Yanira: I guess I want to challenge… because soundwriting, responding to this call is about… engaging in a practice… I guess the reason I brought it up is because, again, turning to practices… so yes, I'm all for that. Absolutely, let's have different practices in the classroom. And yet we all sort of had a little moment of thinking about soundwriting as a practice, and thinking, "But wait. Practices can still sort of take on the dominant logic." Particularly because of the structures we're working under, right? Because we're working in the academy…. I guess, to Carmen Kynard's (2013) point, we either have to foreground a different history to the academy, before engaging in certain practices. And then, to Adam Banks's (2006) point… not allowing these practices to become the next capitalist commodity, the next capital hotness… you know, the next thing you can abstract and reduce… and reproduce, right? And the one thing I can think of that sort of resists that is having those really uncomfortable conversations… that have us all… in the messy funky of it, right? Because we can't settle so easily.

[Oddisee's "Belong to the World" fades in]

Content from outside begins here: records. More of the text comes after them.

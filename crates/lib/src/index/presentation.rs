//! Presentation payloads keyed by full path.

use indexmap::IndexMap;

use crate::node::{Node, path};

/// Produces the UI payload for a node.
///
/// Implemented by whatever renders the namespace (a tree view, a CLI listing).
/// The engine calls [`Presenter::present`] whenever a node needs a payload it
/// does not already have; payloads of surviving nodes are re-keyed instead of
/// recreated, so state attached to them outlives renames and moves.
pub trait Presenter {
    type Payload;

    /// Creates the payload for `node`, which lives at `path`.
    fn present(&self, path: &str, node: &Node) -> Self::Payload;
}

/// Map from full path to presentation payload.
///
/// Its key set always matches the namespace's [`PathIndex`](super::PathIndex).
#[derive(Debug, Clone)]
pub struct PresentationIndex<P> {
    entries: IndexMap<String, P>,
}

impl<P> Default for PresentationIndex<P> {
    fn default() -> Self {
        Self {
            entries: IndexMap::new(),
        }
    }
}

impl<P> PresentationIndex<P> {
    pub fn new() -> Self {
        Self::default()
    }

    pub fn exists(&self, path: &str) -> bool {
        self.entries.contains_key(path)
    }

    pub fn get(&self, path: &str) -> Option<&P> {
        self.entries.get(path)
    }

    pub fn set(&mut self, path: impl Into<String>, payload: P) {
        self.entries.insert(path.into(), payload);
    }

    /// Removes a single key and hands back its payload.
    pub fn delete(&mut self, path: &str) -> Option<P> {
        self.entries.shift_remove(path)
    }

    /// Removes `prefix` and every key beneath it, returning the removed entries.
    pub fn delete_subtree(&mut self, prefix: &str) -> Vec<(String, P)> {
        let (removed, kept): (IndexMap<_, _>, IndexMap<_, _>) = std::mem::take(&mut self.entries)
            .into_iter()
            .partition(|(key, _)| path::is_within(key, prefix));
        self.entries = kept;
        removed.into_iter().collect()
    }

    pub fn keys(&self) -> impl Iterator<Item = &str> {
        self.entries.keys().map(String::as_str)
    }

    pub fn len(&self) -> usize {
        self.entries.len()
    }

    pub fn is_empty(&self) -> bool {
        self.entries.is_empty()
    }
}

Ben: Yanira asks Tim to explain more about the cipher in the classroom, especially as a replacement for the writer's workshop.

[Oddisee's "Belong to the World" fades out]

Tim: So, for instance, like… to Michael's point, this idea that when we talk about who's going to win the cipher, we have… these framing conversations…. So if we all agree that this is about getting free… and we just read some Black feminist work about framing the fact that until Black women are free, until Indigenous folks are free, nobody's free, right? And so, if we agree that that's a value of our cipher, that the response should be generative to move towards freedom. Do we all agree to that? Okay, we all agree to that. Do we then agree to this, right? That, until those currently furthest from freedom… are free, then none of us are free, can we go there, right?… It's like this sense of like… Y'all were talking with Ira Shor about this, that it's about testing the limits of how free people want to get, right? And making that decision together.

But, to your point, Yanira, and to your question, I've found the only time that I've used the cipher with depth was in an elective [course] at Syracuse, in a style class. And I made the whole thing about cipher with style play. And it was… fabulous. The best class I ever taught, by far. And it's hard for me to disambiguate whether that's because they were all writers, that were psyched about it and were committed, right? Because when I tried to drop a cipher on the class this semester with the Kendrick Lamar stuff, folks were just like, "Nah. Not gonna happen." And part of it, I think, was because I was trying to cipher in this limited way of like, "Let's cipher our summaries." Whereas in the style class, it was always about the power of, "What's your response? What's your generation? What's your contribution to… okay, we're all working on repetition, anaphora, whatever. Who did the best anaphora?" Right? And that sense of like, that playful little… it was competitive, but it was playful and it was joyous.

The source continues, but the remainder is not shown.